:: TASK GOAL ::
Output each record in full, exactly as it stands.
[[ DATA EXTRACTS open ]]
// Neighbour lookup over the sample grid behind the visibility mesh.
//
// Vertices are numbered 1..=width*height in row-major order; index 0 is the
// fan centre and is never part of the grid. A row holds `width` consecutive
// indices, so "left/right" walks within a row and "up/down" jumps a row.
//
//   row 2:   9  10  11  12
//   row 1:   5   6   7   8      (width = 4, height = 3)
//   row 0:   1   2   3   4
//
// Every lookup returns `None` at the border. Diagonals compose a horizontal
// step with a vertical one, so `None` propagates through the composition.

/// Index arithmetic for a `width` × `height` grid of 1-based linear indices.
#[derive(Debug, Clone, Copy, PartialEq, Eq)]
pub struct GridIndex {
    width: usize,
    max: usize,
}

impl GridIndex {
    pub fn new(width: usize, height: usize) -> Self {
        Self { width, max: width * height }
    }

    /// Largest valid index (`width * height`).
    pub fn max(&self) -> usize { self.max }

    /// True if `i` names a grid cell. The fan centre (0) does not.
    #[inline]
    pub fn contains(&self, i: usize) -> bool {
        i >= 1 && i <= self.max
    }

    pub fn left(&self, i: usize) -> Option<usize> {
        if !self.contains(i) || (i - 1) % self.width == 0 {
            return None;
        }
        Some(i - 1)
    }

    pub fn right(&self, i: usize) -> Option<usize> {
        if !self.contains(i) || i % self.width == 0 {
            return None;
        }
        Some(i + 1)
    }

    pub fn up(&self, i: usize) -> Option<usize> {
        if !self.contains(i) || i + self.width > self.max {
            return None;
        }
        Some(i + self.width)
    }

    pub fn down(&self, i: usize) -> Option<usize> {
        if !self.contains(i) || i <= self.width {
            return None;
        }
        Some(i - self.width)
    }

    pub fn up_left(&self, i: usize) -> Option<usize> {
        self.left(i).and_then(|l| self.up(l))
    }

    pub fn up_right(&self, i: usize) -> Option<usize> {
        self.right(i).and_then(|r| self.up(r))
    }

    pub fn down_left(&self, i: usize) -> Option<usize> {
        self.left(i).and_then(|l| self.down(l))
    }

    pub fn down_right(&self, i: usize) -> Option<usize> {
        self.right(i).and_then(|r| self.down(r))
    }
}

#[cfg(test)]
mod tests {
    use super::*;

    // (row, column) of a 1-based index, for checking against plain geometry.
    fn cell(width: usize, i: usize) -> (usize, usize) {
        ((i - 1) / width, (i - 1) % width)
    }

    #[test]
    fn border_predicates_match_rows_and_columns() {
        for (w, h) in [(4, 4), (3, 5), (5, 2), (1, 1), (1, 4), (4, 1)] {
            let grid = GridIndex::new(w, h);
            for i in 1..=grid.max() {
                let (row, col) = cell(w, i);
                assert_eq!(grid.left(i).is_none(), col == 0, "left({i}) on {w}x{h}");
                assert_eq!(grid.right(i).is_none(), col == w - 1, "right({i}) on {w}x{h}");
                assert_eq!(grid.up(i).is_none(), row == h - 1, "up({i}) on {w}x{h}");
                assert_eq!(grid.down(i).is_none(), row == 0, "down({i}) on {w}x{h}");
            }
        }
    }

    #[test]
    fn neighbours_are_one_step_away() {
        let grid = GridIndex::new(4, 4);
        for i in 1..=grid.max() {
            let (row, col) = cell(4, i);
            if let Some(l) = grid.left(i) { assert_eq!(cell(4, l), (row, col - 1)); }
            if let Some(r) = grid.right(i) { assert_eq!(cell(4, r), (row, col + 1)); }
            if let Some(u) = grid.up(i) { assert_eq!(cell(4, u), (row + 1, col)); }
            if let Some(d) = grid.down(i) { assert_eq!(cell(4, d), (row - 1, col)); }
        }
    }

    #[test]
    fn diagonals_compose_and_propagate_none() {
        let grid = GridIndex::new(4, 4);
        for i in 1..=grid.max() {
            assert_eq!(grid.up_left(i), grid.left(i).and_then(|x| grid.up(x)));
            assert_eq!(grid.up_right(i), grid.right(i).and_then(|x| grid.up(x)));
            assert_eq!(grid.down_left(i), grid.left(i).and_then(|x| grid.down(x)));
            assert_eq!(grid.down_right(i), grid.right(i).and_then(|x| grid.down(x)));
        }

        // Corners: every diagonal pointing off the grid is absent.
        assert_eq!(grid.down_left(1), None);
        assert_eq!(grid.up_left(1), None);
        assert_eq!(grid.down_right(1), None);
        assert_eq!(grid.up_right(1), Some(6));
        assert_eq!(grid.down_left(16), Some(11));
        assert_eq!(grid.up_right(16), None);
    }

    #[test]
    fn centre_and_out_of_range_indices_have_no_neighbours() {
        let grid = GridIndex::new(4, 4);
        for i in [0, 17, 100] {
            assert_eq!(grid.left(i), None);
            assert_eq!(grid.right(i), None);
            assert_eq!(grid.up(i), None);
            assert_eq!(grid.down(i), None);
            assert_eq!(grid.up_right(i), None);
            assert_eq!(grid.down_left(i), None);
        }
    }

    #[test]
    fn single_cell_grid_is_isolated() {
        let grid = GridIndex::new(1, 1);
        assert_eq!(grid.max(), 1);
        assert_eq!(grid.left(1), None);
        assert_eq!(grid.right(1), None);
        assert_eq!(grid.up(1), None);
        assert_eq!(grid.down(1), None);
    }
}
[[ DATA EXTRACTS closed ]]
:: RESULT FOR THIS TASK ::
// Neighbour lookup over the sample grid behind the visibility mesh.
//
// Vertices are numbered 1..=width*height in row-major order; index 0 is the
// fan centre and is never part of the grid. A row holds `width` consecutive
// indices, so "left/right" walks within a row and "up/down" jumps a row.
//
//   row 2:   9  10  11  12
//   row 1:   5   6   7   8      (width = 4, height = 3)
//   row 0:   1   2   3   4
//
// Every lookup returns `None` at the border. Diagonals compose a horizontal
// step with a vertical one, so `None` propagates through the composition.

/// Index arithmetic for a `width` × `height` grid of 1-based linear indices.
#[derive(Debug, Clone, Copy, PartialEq, Eq)]
pub struct GridIndex {
    width: usize,
    max: usize,
}

impl GridIndex {
    pub fn new(width: usize, height: usize) -> Self {
        Self { width, max: width * height }
    }

    /// Largest valid index (`width * height`).
    pub fn max(&self) -> usize { self.max }

    /// True if `i` names a grid cell. The fan centre (0) does not.
    #[inline]
    pub fn contains(&self, i: usize) -> bool {
        i >= 1 && i <= self.max
    }

    pub fn left(&self, i: usize) -> Option<usize> {
        if !self.contains(i) || (i - 1) % self.width == 0 {
            return None;
        }
        Some(i - 1)
    }

    pub fn right(&self, i: usize) -> Option<usize> {
        if !self.contains(i) || i % self.width == 0 {
            return None;
        }
        Some(i + 1)
    }

    pub fn up(&self, i: usize) -> Option<usize> {
        if !self.contains(i) || i + self.width > self.max {
            return None;
        }
        Some(i + self.width)
    }

    pub fn down(&self, i: usize) -> Option<usize> {
        if !self.contains(i) || i <= self.width {
            return None;
        }
        Some(i - self.width)
    }

    pub fn up_left(&self, i: usize) -> Option<usize> {
        self.left(i).and_then(|l| self.up(l))
    }

    pub fn up_right(&self, i: usize) -> Option<usize> {
        self.right(i).and_then(|r| self.up(r))
    }

    pub fn down_left(&self, i: usize) -> Option<usize> {
        self.left(i).and_then(|l| self.down(l))
    }

    pub fn down_right(&self, i: usize) -> Option<usize> {
        self.right(i).and_then(|r| self.down(r))
    }
}

#[cfg(test)]
mod tests {
    use super::*;

    // (row, column) of a 1-based index, for checking against plain geometry.
    fn cell(width: usize, i: usize) -> (usize, usize) {
        ((i - 1) / width, (i - 1) % width)
    }

    #[test]
    fn border_predicates_match_rows_and_columns() {
        for (w, h) in [(4, 4), (3, 5), (5, 2), (1, 1), (1, 4), (4, 1)] {
            let grid = GridIndex::new(w, h);
            for i in 1..=grid.max() {
                let (row, col) = cell(w, i);
                assert_eq!(grid.left(i).is_none(), col == 0, "left({i}) on {w}x{h}");
                assert_eq!(grid.right(i).is_none(), col == w - 1, "right({i}) on {w}x{h}");
                assert_eq!(grid.up(i).is_none(), row == h - 1, "up({i}) on {w}x{h}");
                assert_eq!(grid.down(i).is_none(), row == 0, "down({i}) on {w}x{h}");
            }
        }
    }

    #[test]
    fn neighbours_are_one_step_away() {
        let grid = GridIndex::new(4, 4);
        for i in 1..=grid.max() {
            let (row, col) = cell(4, i);
            if let Some(l) = grid.left(i) { assert_eq!(cell(4, l), (row, col - 1)); }
            if let Some(r) = grid.right(i) { assert_eq!(cell(4, r), (row, col + 1)); }
            if let Some(u) = grid.up(i) { assert_eq!(cell(4, u), (row + 1, col)); }
            if let Some(d) = grid.down(i) { assert_eq!(cell(4, d), (row - 1, col)); }
        }
    }

    #[test]
    fn diagonals_compose_and_propagate_none() {
        let grid = GridIndex::new(4, 4);
        for i in 1..=grid.max() {
            assert_eq!(grid.up_left(i), grid.left(i).and_then(|x| grid.up(x)));
            assert_eq!(grid.up_right(i), grid.right(i).and_then(|x| grid.up(x)));
            assert_eq!(grid.down_left(i), grid.left(i).and_then(|x| grid.down(x)));
            assert_eq!(grid.down_right(i), grid.right(i).and_then(|x| grid.down(x)));
        }

        // Corners: every diagonal pointing off the grid is absent.
        assert_eq!(grid.down_left(1), None);
        assert_eq!(grid.up_left(1), None);
        assert_eq!(grid.down_right(1), None);
        assert_eq!(grid.up_right(1), Some(6));
        assert_eq!(grid.down_left(16), Some(11));
        assert_eq!(grid.up_right(16), None);
    }

    #[test]
    fn centre_and_out_of_range_indices_have_no_neighbours() {
        let grid = GridIndex::new(4, 4);
        for i in [0, 17, 100] {
            assert_eq!(grid.left(i), None);
            assert_eq!(grid.right(i), None);
            assert_eq!(grid.up(i), None);
            assert_eq!(grid.down(i), None);
            assert_eq!(grid.up_right(i), None);
            assert_eq!(grid.down_left(i), None);
        }
    }

    #[test]
    fn single_cell_grid_is_isolated() {
        let grid = GridIndex::new(1, 1);
        assert_eq!(grid.max(), 1);
        assert_eq!(grid.left(1), None);
        assert_eq!(grid.right(1), None);
        assert_eq!(grid.up(1), None);
        assert_eq!(grid.down(1), None);
    }
}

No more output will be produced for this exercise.